ホイットモア大統領

ゴジラ・モスラ・キングギドラ 大怪獣総攻撃のホイットモア大統領のレビュー・感想・評価

3.7
当時は『ゴジラ キング・オブ・モンスターズ』の予習として鑑賞⑦

『シン・ゴジラ』後にこうして改めて見ると、本作からもかなり参考にしているのがわかりました!場所やキャラクターに対して字幕が表示されたり、多数のゲストが次々に登場する様はまさにそれ。
でも、本作も『シン・ゴジラ』も、シリーズの中では異色の立ち位置にあるのは間違いないはず。

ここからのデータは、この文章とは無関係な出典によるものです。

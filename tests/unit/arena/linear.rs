use super::*;

#[test]
fn rejects_unaligned_or_zero_capacity() {
    assert!(LinearArena::new(0).is_err());
    let err = LinearArena::new(100).unwrap_err();
    assert!(err.to_string().contains("cache line"));
    assert!(LinearArena::new(128).is_ok());
}

#[test]
fn calc_size_rounds_to_cache_lines() {
    assert_eq!(LinearArena::calc_size(0), 0);
    assert_eq!(LinearArena::calc_size(1), CACHE_LINE_SIZE);
    assert_eq!(LinearArena::calc_size(8 * 1024), 8 * 1024);
    assert_eq!(LinearArena::calc_size(8 * 1024 + 1), 8 * 1024 + CACHE_LINE_SIZE);
    assert_eq!(LinearArena::calc_size(usize::MAX) % CACHE_LINE_SIZE, 0);
}

#[test]
fn allocations_are_aligned_and_bounded() {
    let arena = LinearArena::new(256).unwrap();
    let a = arena.allocate(10, 1).unwrap();
    assert_eq!(a.offset(), 0);
    assert_eq!(a.len(), 10);

    let b = arena.allocate(16, 64).unwrap();
    assert_eq!(b.offset(), 64);
    assert_eq!(arena.used(), 80);
    assert_eq!(arena.available(), 176);

    assert!(arena.allocate(200, 1).is_none());
    assert!(arena.allocate(8, 3).is_none());
    let c = arena.allocate(176, 0).unwrap();
    assert_eq!(c.offset(), 80);
    assert_eq!(arena.available(), 0);
    assert!(arena.allocate(1, 1).is_none());
}

#[test]
fn reset_restores_full_capacity_and_invalidates_spans() {
    let arena = LinearArena::new(128).unwrap();
    let span = arena.allocate(128, 64).unwrap();
    assert!(arena.is_live(&span));
    assert_eq!(arena.available(), 0);

    arena.reset();
    assert_eq!(arena.available(), arena.capacity());
    assert_eq!(arena.generation(), 1);
    assert!(!arena.is_live(&span));

    let again = arena.allocate(128, 64).unwrap();
    assert!(arena.is_live(&again));
    assert_eq!(arena.high_water(), 128);

    arena.reset();
    arena.reset();
    assert_eq!(arena.available(), 128);
}

#[test]
fn detached_spans_are_never_live() {
    let arena = LinearArena::new(64).unwrap();
    let span = ArenaSpan::detached(4096);
    assert!(span.is_detached());
    assert!(!arena.is_live(&span));
    assert_eq!(span.len(), 4096);
}

#[test]
fn concurrent_allocations_never_overlap() {
    const THREADS: usize = 8;
    const PER_THREAD: usize = 64;
    let arena = LinearArena::new(THREADS * PER_THREAD * CACHE_LINE_SIZE).unwrap();

    let mut spans: Vec<ArenaSpan> = std::thread::scope(|s| {
        let handles: Vec<_> = (0..THREADS)
            .map(|_| {
                s.spawn(|| {
                    (0..PER_THREAD)
                        .map(|_| arena.allocate(40, CACHE_LINE_SIZE).unwrap())
                        .collect::<Vec<_>>()
                })
            })
            .collect();
        handles
            .into_iter()
            .flat_map(|h| h.join().unwrap())
            .collect()
    });

    spans.sort_by_key(|s| s.offset());
    assert_eq!(spans.len(), THREADS * PER_THREAD);
    for pair in spans.windows(2) {
        assert!(pair[0].offset() + pair[0].len() <= pair[1].offset());
        assert_eq!(pair[1].offset() % CACHE_LINE_SIZE, 0);
    }
    assert!(arena.allocate(1, 1).is_none());
}

#[test]
fn spans_live_after_concurrent_resets_belong_to_the_last_cycle() {
    const THREADS: usize = 4;
    const PER_THREAD: usize = 2000;
    let arena = LinearArena::new(64 * CACHE_LINE_SIZE).unwrap();

    let spans: Vec<ArenaSpan> = std::thread::scope(|s| {
        let producers: Vec<_> = (0..THREADS)
            .map(|_| {
                s.spawn(|| {
                    (0..PER_THREAD)
                        .filter_map(|_| arena.allocate(24, 8))
                        .collect::<Vec<_>>()
                })
            })
            .collect();
        s.spawn(|| {
            for _ in 0..200 {
                arena.reset();
                std::thread::yield_now();
            }
        });
        producers
            .into_iter()
            .flat_map(|h| h.join().unwrap())
            .collect()
    });

    let mut live: Vec<_> = spans.iter().filter(|s| arena.is_live(s)).collect();
    live.sort_by_key(|s| s.offset());
    for pair in live.windows(2) {
        assert!(pair[0].offset() + pair[0].len() <= pair[1].offset());
    }
    if let Some(last) = live.last() {
        assert!(last.offset() + last.len() <= arena.used());
    }
}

本作に関しては1作目(『ゴジラ (1954)』)だけが実在の事件であり、ゴジラは太平洋戦争で亡くなった人々の残留思念の集合体という設定。目も真っ白で、完全に人類の敵として描かれている。中でも病院のシーンは普通に鳥肌ものの恐怖。
片やモスラはまだしも、バラゴンやキングギドラまでもが人類(というか日本)の味方となり、ゴジラを止めるために戦う。

監督が「平成ガメラ3部作」の金子監督であることが関係しているのか、はたまた原案ありきの起用か、これら設定が『ガメラ3』に似てる。
ただやはり、樋口監督とのケミストリーが無いのが大きく、特撮映画として比べちゃったら減点になっちゃうかな。役者陣も…だけど、村井國夫さんと天本英世さんは良い!特に天本さんのこういう身元不明キャラは好物でした。

戦争を忘れ、平和ボケしている我々へのアンチテーゼとして復活したゴジラ。太平洋戦争時の記憶より外敵から国を守るという信念で護国聖獣を蘇らせるも、彼らに反旗を翻される様は、国を信じて戦ったのにその国自体に見捨てられ、戦地に取り残されてしまった日本兵を想起させる。そんなゴジラの見た目もさることながら、そういった背景や “生物ではない(もしくは超えた)何か” を感じさせるのも、『シン・ゴジラ』との共通点かなと思いました。

惜しむらくは、キングギドラの首がやけに短いような気がすること…気のせい?